Geospatial and Statistical Modeling of Artisanal Mining Populations in Kenieba, Mali

Abstract

Artisanal and small-scale mining (ASM) has been both a formal and an informal part of many developing economies for decades. It is estimated that 13 to 20 million people are involved in artisanal mining globally. While it has been a prevalent part of poverty alleviation strategies worldwide, the people involved in ASM are a largely understudied population. This study uses a combination of remotely sensed data and fieldwork questionnaires, compiled and analyzed in a GIS, to model the spatial demographics of the ASM population in Kenieba, Mali. This paper and map discuss and illustrate the regional population of Kenieba, the number of miners per mine and the spatial-temporal movement patterns and proximity to mine sites.

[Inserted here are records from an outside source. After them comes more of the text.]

//! In-memory compound store.

use std::collections::BTreeMap;

use crate::types::{Compound, CompoundId, GraphError, IndexedGraph, MolGraph};
use super::CompoundStore;

/// Error type for store population.
#[derive(Debug, Clone, PartialEq, thiserror::Error)]
pub enum StoreError {
    /// A compound with this id is already stored.
    #[error("Duplicate compound id: {0}")]
    DuplicateId(CompoundId),
    /// No compound with this id is stored.
    #[error("Unknown compound: {0}")]
    UnknownCompound(CompoundId),
    /// The graph failed validation.
    #[error("Malformed graph for compound {id}: {source}")]
    MalformedGraph {
        /// Compound the graph was submitted for.
        id: CompoundId,
        /// What was wrong with it.
        #[source]
        source: GraphError,
    },
    /// Activity labels are fixed once set.
    #[error("Activity already set for compound {0}")]
    ActivityAlreadySet(CompoundId),
    /// Activity values must be finite.
    #[error("Invalid activity {value} for compound {id}")]
    InvalidActivity {
        /// Compound the value was submitted for.
        id: CompoundId,
        /// The rejected value.
        value: f64,
    },
}

/// In-memory compound store.
///
/// Compounds keep their insertion index for the lifetime of the store.
/// Lookups by id go through a BTreeMap for deterministic iteration.
#[derive(Debug, Clone, Default)]
pub struct InMemoryCompoundStore {
    /// Compounds in insertion order.
    compounds: Vec<Compound>,
    /// Id -> insertion index.
    index: BTreeMap<CompoundId, usize>,
}

impl InMemoryCompoundStore {
    /// Create a new empty store.
    pub fn new() -> Self {
        Self::default()
    }

    /// Validate and add a compound. Returns its store index.
    ///
    /// On error the store is unchanged.
    pub fn add_compound(&mut self, id: CompoundId, graph: &MolGraph) -> Result<usize, StoreError> {
        if self.index.contains_key(&id) {
            return Err(StoreError::DuplicateId(id));
        }
        let indexed = IndexedGraph::from_mol(graph)
            .map_err(|source| StoreError::MalformedGraph { id, source })?;

        let position = self.compounds.len();
        self.compounds.push(Compound::new(id, indexed));
        self.index.insert(id, position);
        Ok(position)
    }

    /// Attach an activity label to a stored compound.
    pub fn add_activity(&mut self, id: CompoundId, value: f64) -> Result<(), StoreError> {
        let position = *self.index.get(&id).ok_or(StoreError::UnknownCompound(id))?;
        if !value.is_finite() {
            return Err(StoreError::InvalidActivity { id, value });
        }
        let compound = &mut self.compounds[position];
        if compound.activity().is_some() {
            return Err(StoreError::ActivityAlreadySet(id));
        }
        compound.set_activity(value);
        Ok(())
    }

    /// Number of compounds with an activity label.
    pub fn count_labelled(&self) -> usize {
        self.compounds.iter().filter(|c| c.activity().is_some()).count()
    }

    /// All compounds in insertion order.
    pub fn all_compounds(&self) -> &[Compound] {
        &self.compounds
    }
}

impl CompoundStore for InMemoryCompoundStore {
    fn count_compounds(&self) -> usize {
        self.compounds.len()
    }

    fn compound(&self, index: usize) -> Option<&Compound> {
        self.compounds.get(index)
    }

    fn index_of(&self, id: CompoundId) -> Option<usize> {
        self.index.get(&id).copied()
    }
}

#[cfg(test)]
mod tests {
    use super::*;
    use crate::types::{EdgeLabel, VertexLabel};

    fn make_graph(labels: &[u16], edges: &[(usize, usize, u16)]) -> MolGraph {
        MolGraph::from_parts(
            labels.iter().map(|&l| VertexLabel(l)).collect(),
            edges.iter().map(|&(a, b, l)| (a, b, EdgeLabel(l))).collect(),
        )
    }

    #[test]
    fn test_add_and_get_compound() {
        let mut store = InMemoryCompoundStore::new();
        let index = store.add_compound(CompoundId(10), &make_graph(&[6, 8], &[(0, 1, 1)])).unwrap();

        assert_eq!(index, 0);
        assert_eq!(store.count_compounds(), 1);
        assert_eq!(store.index_of(CompoundId(10)), Some(0));
        assert_eq!(store.compound(0).map(|c| c.id()), Some(CompoundId(10)));
    }

    #[test]
    fn test_duplicate_id_rejected() {
        let mut store = InMemoryCompoundStore::new();
        store.add_compound(CompoundId(1), &make_graph(&[6], &[])).unwrap();

        let err = store.add_compound(CompoundId(1), &make_graph(&[7], &[])).unwrap_err();
        assert_eq!(err, StoreError::DuplicateId(CompoundId(1)));
        assert_eq!(store.count_compounds(), 1);
    }

    #[test]
    fn test_malformed_graph_leaves_store_unchanged() {
        let mut store = InMemoryCompoundStore::new();
        let err = store
            .add_compound(CompoundId(3), &make_graph(&[6, 6], &[(0, 1, 1), (1, 0, 2)]))
            .unwrap_err();
        assert!(matches!(
            err,
            StoreError::MalformedGraph { id: CompoundId(3), source: GraphError::DuplicateEdge { .. } }
        ));
        assert_eq!(store.count_compounds(), 0);
        assert_eq!(store.index_of(CompoundId(3)), None);
    }

    #[test]
    fn test_activity_rules() {
        let mut store = InMemoryCompoundStore::new();
        store.add_compound(CompoundId(1), &make_graph(&[6], &[])).unwrap();

        assert_eq!(
            store.add_activity(CompoundId(2), 1.0),
            Err(StoreError::UnknownCompound(CompoundId(2)))
        );
        assert!(matches!(
            store.add_activity(CompoundId(1), f64::NAN),
            Err(StoreError::InvalidActivity { .. })
        ));
        store.add_activity(CompoundId(1), 1.0).unwrap();
        assert_eq!(
            store.add_activity(CompoundId(1), 0.0),
            Err(StoreError::ActivityAlreadySet(CompoundId(1)))
        );
        assert_eq!(store.count_labelled(), 1);
    }

    #[test]
    fn test_root_labels_and_support() {
        let mut store = InMemoryCompoundStore::new();
        store.add_compound(CompoundId(1), &make_graph(&[8, 6], &[(0, 1, 1)])).unwrap();
        store.add_compound(CompoundId(2), &make_graph(&[7, 6], &[(0, 1, 2)])).unwrap();

        assert_eq!(store.root_labels(), vec![VertexLabel(6), VertexLabel(7), VertexLabel(8)]);

        let pattern = IndexedGraph::from_mol(&make_graph(&[6, 7], &[(0, 1, 2)])).unwrap();
        assert_eq!(store.support_of(&pattern).as_slice(), &[1]);
    }
}
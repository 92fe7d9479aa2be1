//! # bbrc-miner
//!
//! Significant subgraph mining over labeled compound graphs.
//!
//! The miner answers one question:
//!
//! > Which substructures recur across a set of compounds and are
//! > statistically tied to their activity?
//!
//! ## Core Contract
//!
//! 1. Compounds (labeled undirected graphs) and activity labels are loaded
//!    into a store, which becomes read-only once mining starts
//! 2. Every distinct vertex label is a root; each root is mined
//!    independently by a depth-first extension search
//! 3. Each pattern is identified by its minimum DFS code and visited once
//! 4. Patterns are scored with a chi-square (or Kolmogorov-Smirnov) test,
//!    branches that cannot become significant are pruned, and only the
//!    boundary of each support class is reported (backbone refinement)
//!
//! ## Architecture
//!
//! ```text
//! MolGraph → CompoundStore → MiningSession → ExtensionSearch → MiningResult
//!                                 ↓                ↓
//!                            MiningPolicy   Occurrence / Canonical form
//!                                           Significance / Boundary filter
//! ```
//!
//! ## Determinism Guarantees
//!
//! - Roots are ordered by label value
//! - Children are visited in ascending canonical-code order
//! - Same store + same policy → identical result sequence per root

#![warn(missing_docs)]
#![warn(clippy::all)]

pub mod types;
pub mod policy;
pub mod store;
pub mod canonical;
pub mod canonical_form;
pub mod matcher;
pub mod occurrence;
pub mod stats;
pub mod significance;
pub mod bbrc;
pub mod search;
pub mod sink;
pub mod session;
pub mod batch;
pub mod miner;
pub mod io;

// Re-exports
pub use types::{
    Assessment, Compound, CompoundId, DfsCode, DfsEdge, Direction, EdgeLabel, GraphError,
    IndexedGraph, LabeledGraph, MiningResult, MolGraph, PatternRole, SupportSet, VertexLabel,
};
pub use policy::{MiningPolicy, OutputMode, PolicyError, SignificanceMode, StructureClass};
pub use store::{CompoundStore, InMemoryCompoundStore, StoreError};
pub use canonical::{to_canonical_bytes, canonical_hash, canonical_hash_hex};
pub use canonical_form::{canonical_code, canonical_form, CanonicalError, CanonicalForm};
pub use occurrence::{Embedding, Extension, Pattern};
pub use significance::{SignificanceError, SignificanceEvaluator};
pub use search::{CancellationToken, ExtensionSearch, MineError, RootNode, SearchEvent, SearchStats};
pub use sink::{CollectingSink, ResultSink, WriterSink};
pub use session::MiningSession;
pub use batch::{BatchMineResult, BatchMiner, RootOutcome, RootRegistry, RootRegistryEntry};
pub use miner::{Miner, MinerError};
pub use io::{read_activities, read_gsp, smarts, FormatError, ReportFormat, ReportWriter};

/// Schema version of serialized results.
/// Increment on breaking changes to any serialized type.
pub const MINER_SCHEMA_VERSION: &str = "1.0.0";

/// Default policy version identifier.
pub const DEFAULT_POLICY_VERSION: &str = "mining_policy_v1";
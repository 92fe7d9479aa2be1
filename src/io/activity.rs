//! Activity file reader.
//!
//! One compound per line, tab separated: `id<TAB>name<TAB>value`. The
//! name column may be omitted. Blank lines and lines starting with `#`
//! are skipped.

use std::io::BufRead;

use super::FormatError;
use crate::types::CompoundId;

/// Read `(id, activity)` pairs.
pub fn read_activities<R: BufRead>(reader: R) -> Result<Vec<(CompoundId, f64)>, FormatError> {
    let mut activities = Vec::new();
    for (i, line) in reader.lines().enumerate() {
        let line_no = i + 1;
        let line = line?;
        let trimmed = line.trim();
        if trimmed.is_empty() || trimmed.starts_with('#') {
            continue;
        }
        let columns: Vec<&str> = trimmed.split('\t').map(str::trim).collect();
        let (id, value) = match columns.as_slice() {
            [id, _name, value] => (*id, *value),
            [id, value] => (*id, *value),
            _ => {
                return Err(FormatError::parse(
                    line_no,
                    format!("expected 2 or 3 tab separated columns, got {}", columns.len()),
                ))
            }
        };
        let id: u32 = id
            .parse()
            .map_err(|_| FormatError::parse(line_no, format!("invalid compound id '{}'", id)))?;
        let value: f64 = value
            .parse()
            .map_err(|_| FormatError::parse(line_no, format!("invalid activity '{}'", value)))?;
        activities.push((CompoundId(id), value));
    }
    Ok(activities)
}
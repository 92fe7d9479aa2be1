//! Supporting compound sets.

use serde::{Deserialize, Serialize};

/// Sorted, deduplicated store indices of the compounds containing a pattern.
#[derive(Debug, Clone, Default, PartialEq, Eq, Hash, Serialize, Deserialize)]
pub struct SupportSet(Vec<usize>);

impl SupportSet {
    /// Build from indices in any order.
    pub fn from_indices(mut indices: Vec<usize>) -> Self {
        indices.sort_unstable();
        indices.dedup();
        Self(indices)
    }

    /// Number of supporting compounds.
    pub fn len(&self) -> usize {
        self.0.len()
    }

    /// Whether no compound supports the pattern.
    pub fn is_empty(&self) -> bool {
        self.0.is_empty()
    }

    /// Whether compound `index` is in the set.
    pub fn contains(&self, index: usize) -> bool {
        self.0.binary_search(&index).is_ok()
    }

    /// Indices in ascending order.
    pub fn iter(&self) -> impl Iterator<Item = usize> + '_ {
        self.0.iter().copied()
    }

    /// Indices as a slice.
    pub fn as_slice(&self) -> &[usize] {
        &self.0
    }

    /// Whether every member of `other` is also in `self`.
    pub fn is_superset(&self, other: &SupportSet) -> bool {
        other.iter().all(|i| self.contains(i))
    }
}

#[cfg(test)]
mod tests {
    use super::*;

    #[test]
    fn test_sorted_and_deduplicated() {
        let set = SupportSet::from_indices(vec![4, 1, 4, 2]);
        assert_eq!(set.as_slice(), &[1, 2, 4]);
        assert!(set.contains(2));
        assert!(!set.contains(3));
        assert!(set.is_superset(&SupportSet::from_indices(vec![1, 4])));
        assert!(!set.is_superset(&SupportSet::from_indices(vec![0])));
    }
}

The Kenieba study area is located in western Mali along the Senegalese and Guinean borders. At most sites both gold and diamonds are being mined, as the mining of gold is a more profitable activity in this region than diamond mining. The map features three, 3-D figures representing land cover topography and population with the results of a path-distance analysis that display the time it would take an artisanal miner on foot to traverse the terrain of the study area. Due to the 3-D, oblique orientation of the map the scale varies throughout the figures.

Keywords:

• geospatial
• statistical
• modeling
• West Africa
• Mali

1. Introduction

Artisanal and small-scale mining (ASM) involves the use of simple tools to extract near-surface mineral ore and often occurs informally or illegally throughout many parts of the developing world. ASM provides participants with an opportunity for rural development and poverty alleviation in developing regions where few alternative exists; however, little is known about artisanal mining communities. Conducting research on miners is challenging because mining activities are seasonal, they are often conducted outside the legal and regulatory framework, workers are typically transitory, and the dynamic market conditions for mineral commodities, such as gold and diamonds, cause people to enter and leave the sector rapidly. Some estimates of the global artisanal mining population are as high as 20 million (Vlassenroot & Van Bockstael, 2008). However, few studies have collected data on the spatial trends of ASM communities, leaving a significant gap of baseline demographics and spatial awareness of their livelihoods (Hilson & Maponga, 2004).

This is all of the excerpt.